State the number of lines that hold "SaveStore" in the records below, with no other words.
◇ ◇ ◇ ◇ ◇ ◇ ◇
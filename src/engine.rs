use crate::{
    debug::{
        DebugChannel,
        DebugEvents,
    },
    error::GachaError,
    ledger::{
        Inventory,
        Ledger,
        Stats,
    },
    persist,
    pool::{
        self,
        Pool,
        PoolItem,
        PoolSource,
        Rarity,
    },
    roll::{
        RollOrchestrator,
        RollOutcome,
        SkipHandle,
        Step,
    },
    sampler::{
        self,
        WeightTable,
    },
    store::SaveStore,
};
use color_eyre::eyre::Result;
use rand::{
    SeedableRng,
    rngs::StdRng,
    seq::IndexedRandom,
};
use tokio::sync::watch;
use tracing::{
    debug,
    info,
};

/// What a click on the roll trigger should do, given the current phase.
#[derive(Debug, PartialEq, Eq)]
pub enum ClickAction {
    /// A settled result was dismissed; no draws were performed.
    Dismissed,
    /// The caller should drive a new roll via `run_roll`.
    StartRequested,
    /// Mid-animation clicks start nothing.
    Ignored,
    /// The pool never loaded; the trigger is disabled outright.
    Disabled,
}

/// The whole engine state in one injectable container: pool, weights,
/// ledger, save store, roll state machine, and debug channel. Loads from
/// the store on construction and saves after every mutation.
pub struct GachaEngine<S> {
    pool: Pool,
    weights: WeightTable,
    ledger: Ledger,
    store: S,
    orchestrator: RollOrchestrator,
    debug: DebugChannel<S>,
    preview_tx: watch::Sender<Option<PoolItem>>,
    rng: StdRng,
}

impl<S: SaveStore + Clone> GachaEngine<S> {
    /// Fetch the pool (falling back when the source is down), load the
    /// persisted ledger, and read the debug flag.
    pub async fn new(
        source: &impl PoolSource,
        store: S,
        debug_override: Option<bool>,
    ) -> Result<Self> {
        let pool = pool::load_pool(source).await;
        Self::assemble(pool, store, debug_override, StdRng::from_os_rng())
    }

    /// Build an engine over an already-materialized pool. Used by tests and
    /// by callers that manage fetching themselves.
    pub fn with_pool(pool: Pool, store: S, rng: StdRng) -> Result<Self> {
        Self::assemble(pool, store, None, rng)
    }

    fn assemble(
        pool: Pool,
        store: S,
        debug_override: Option<bool>,
        rng: StdRng,
    ) -> Result<Self> {
        let ledger = persist::load_or_default(&store).into_ledger();
        let debug = DebugChannel::new(store.clone(), debug_override)?;
        info!(
            pool_len = pool.len(),
            degraded = pool.degraded(),
            total_rolls = ledger.stats().total_rolls,
            "gacha engine ready"
        );
        let (preview_tx, _) = watch::channel(None);
        Ok(Self {
            pool,
            weights: WeightTable::default(),
            ledger,
            store,
            orchestrator: RollOrchestrator::new(),
            debug,
            preview_tx,
            rng,
        })
    }

    pub fn visible_pool(&self) -> &[PoolItem] {
        self.pool.items()
    }

    pub fn pool_degraded(&self) -> bool {
        self.pool.degraded()
    }

    pub fn weights(&self) -> &WeightTable {
        &self.weights
    }

    /// The trigger precondition: a loaded pool and no roll in flight.
    pub fn can_roll(&self) -> bool {
        !self.pool.is_empty() && self.orchestrator.is_idle()
    }

    pub fn is_rolling(&self) -> bool {
        self.orchestrator.is_animating()
    }

    pub fn settled(&self) -> Option<&RollOutcome> {
        self.orchestrator.settled()
    }

    /// Route a click according to the current phase. Dismissing and
    /// starting never happen on the same click.
    pub fn handle_click(&mut self) -> ClickAction {
        if self.orchestrator.acknowledge() {
            return ClickAction::Dismissed;
        }
        if self.orchestrator.is_animating() {
            return ClickAction::Ignored;
        }
        if self.pool.is_empty() {
            return ClickAction::Disabled;
        }
        ClickAction::StartRequested
    }

    /// Run one roll to completion: animate with cosmetic previews, then
    /// commit `count` draws (clamped) and settle. The preview watch channel
    /// carries frames for the caller to display; the committed outcome is
    /// computed only after the animation resolves.
    pub async fn run_roll(&mut self, count: u32) -> Result<RollOutcome> {
        if self.pool.is_empty() {
            return Err(GachaError::PoolUnavailable.into());
        }
        self.orchestrator.begin(count, &mut self.rng)?;
        loop {
            match self.orchestrator.step().await {
                Step::Preview => {
                    let item = self.pool.items().choose(&mut self.rng);
                    self.preview_tx.send_replace(item.cloned());
                }
                Step::Commit => break,
            }
        }
        let outcome = match self.commit_draws() {
            Ok(outcome) => outcome,
            Err(error) => {
                self.orchestrator.abort();
                return Err(error);
            }
        };
        self.preview_tx.send_replace(Some(outcome.first.clone()));
        self.orchestrator.settle(outcome.clone());
        Ok(outcome)
    }

    fn commit_draws(&mut self) -> Result<RollOutcome> {
        let requested = self.orchestrator.requested().unwrap_or(1);
        let mut first = None;
        for _ in 0..requested {
            let rarity = sampler::sample_rarity(&mut self.rng, &self.weights)?;
            let item = sampler::sample_item(&mut self.rng, &self.pool, rarity)?.clone();
            self.ledger.record(&item);
            persist::persist(&mut self.store, &self.ledger)?;
            first.get_or_insert(item);
        }
        let first = first.ok_or(GachaError::PoolUnavailable)?;
        debug!(total = requested, first = %first.name, "roll committed");
        Ok(RollOutcome {
            first,
            total: requested,
        })
    }

    /// Dismiss a settled result. Performs no draws.
    pub fn acknowledge_result(&mut self) -> bool {
        self.orchestrator.acknowledge()
    }

    pub fn skip_handle(&self) -> SkipHandle {
        self.orchestrator.skip_handle()
    }

    pub fn preview_watch(&self) -> watch::Receiver<Option<PoolItem>> {
        self.preview_tx.subscribe()
    }

    pub fn inventory(&self) -> &Inventory {
        self.ledger.inventory()
    }

    pub fn stats(&self) -> &Stats {
        self.ledger.stats()
    }

    pub fn adjust_inventory(&mut self, name: &str, delta: i64) -> Result<()> {
        self.ledger.adjust(name, delta);
        persist::persist(&mut self.store, &self.ledger)
    }

    pub fn remove_from_inventory(&mut self, name: &str) -> Result<()> {
        self.ledger.remove(name);
        persist::persist(&mut self.store, &self.ledger)
    }

    /// Irreversibly zero inventory and stats. The caller is responsible
    /// for confirming with the user first.
    pub fn reset_all(&mut self) -> Result<()> {
        self.ledger.reset();
        persist::persist(&mut self.store, &self.ledger)
    }

    pub fn debug_flag(&self) -> bool {
        self.debug.get()
    }

    pub fn set_debug_flag(&mut self, on: bool) -> Result<()> {
        self.debug.set(on)
    }

    /// Fold in a flag change observed from another handle.
    pub fn sync_debug_flag(&mut self, on: bool) {
        self.debug.sync(on);
    }

    pub fn subscribe_debug(&self) -> DebugEvents {
        self.debug.subscribe()
    }

    /// Display snapshot for the presentation layer.
    pub fn snapshot(&self) -> EngineSnapshot {
        let mut rows: Vec<InventoryRow> = self
            .ledger
            .inventory()
            .iter()
            .map(|(name, count)| InventoryRow {
                name: name.clone(),
                count: *count,
                rarity: self
                    .pool
                    .items()
                    .iter()
                    .find(|item| item.name.eq_ignore_ascii_case(name))
                    .map(|item| item.rarity),
            })
            .collect();
        rows.sort_by(|a, b| {
            let left = a.rarity.map_or(u8::MAX, |r| r as u8);
            let right = b.rarity.map_or(u8::MAX, |r| r as u8);
            left.cmp(&right).then_with(|| a.name.cmp(&b.name))
        });
        EngineSnapshot {
            pool_len: self.pool.len(),
            degraded: self.pool.degraded(),
            total_rolls: self.ledger.stats().total_rolls,
            total_items: self.ledger.inventory().values().sum(),
            rows,
            by_rarity: Rarity::ALL
                .into_iter()
                .map(|r| {
                    (r, self.ledger.stats().by_rarity.get(&r).copied().unwrap_or(0))
                })
                .collect(),
            weights: self.weights.entries().collect(),
            debug: self.debug.get(),
            rolling: self.orchestrator.is_animating(),
            settled: self.orchestrator.settled().cloned(),
            preview: self.preview_tx.borrow().clone(),
        }
    }
}

#[derive(Clone, Debug)]
pub struct InventoryRow {
    pub name: String,
    pub count: u64,
    /// Resolved from the current pool; historical names no longer in the
    /// pool have none.
    pub rarity: Option<Rarity>,
}

#[derive(Clone, Debug)]
pub struct EngineSnapshot {
    pub pool_len: usize,
    pub degraded: bool,
    pub total_rolls: u64,
    pub total_items: u64,
    pub rows: Vec<InventoryRow>,
    pub by_rarity: Vec<(Rarity, u64)>,
    pub weights: Vec<(Rarity, u32)>,
    pub debug: bool,
    pub rolling: bool,
    pub settled: Option<RollOutcome>,
    pub preview: Option<PoolItem>,
}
◇ ◇ ◇ ◇ ◇ ◇ ◇
→ **Result**: 2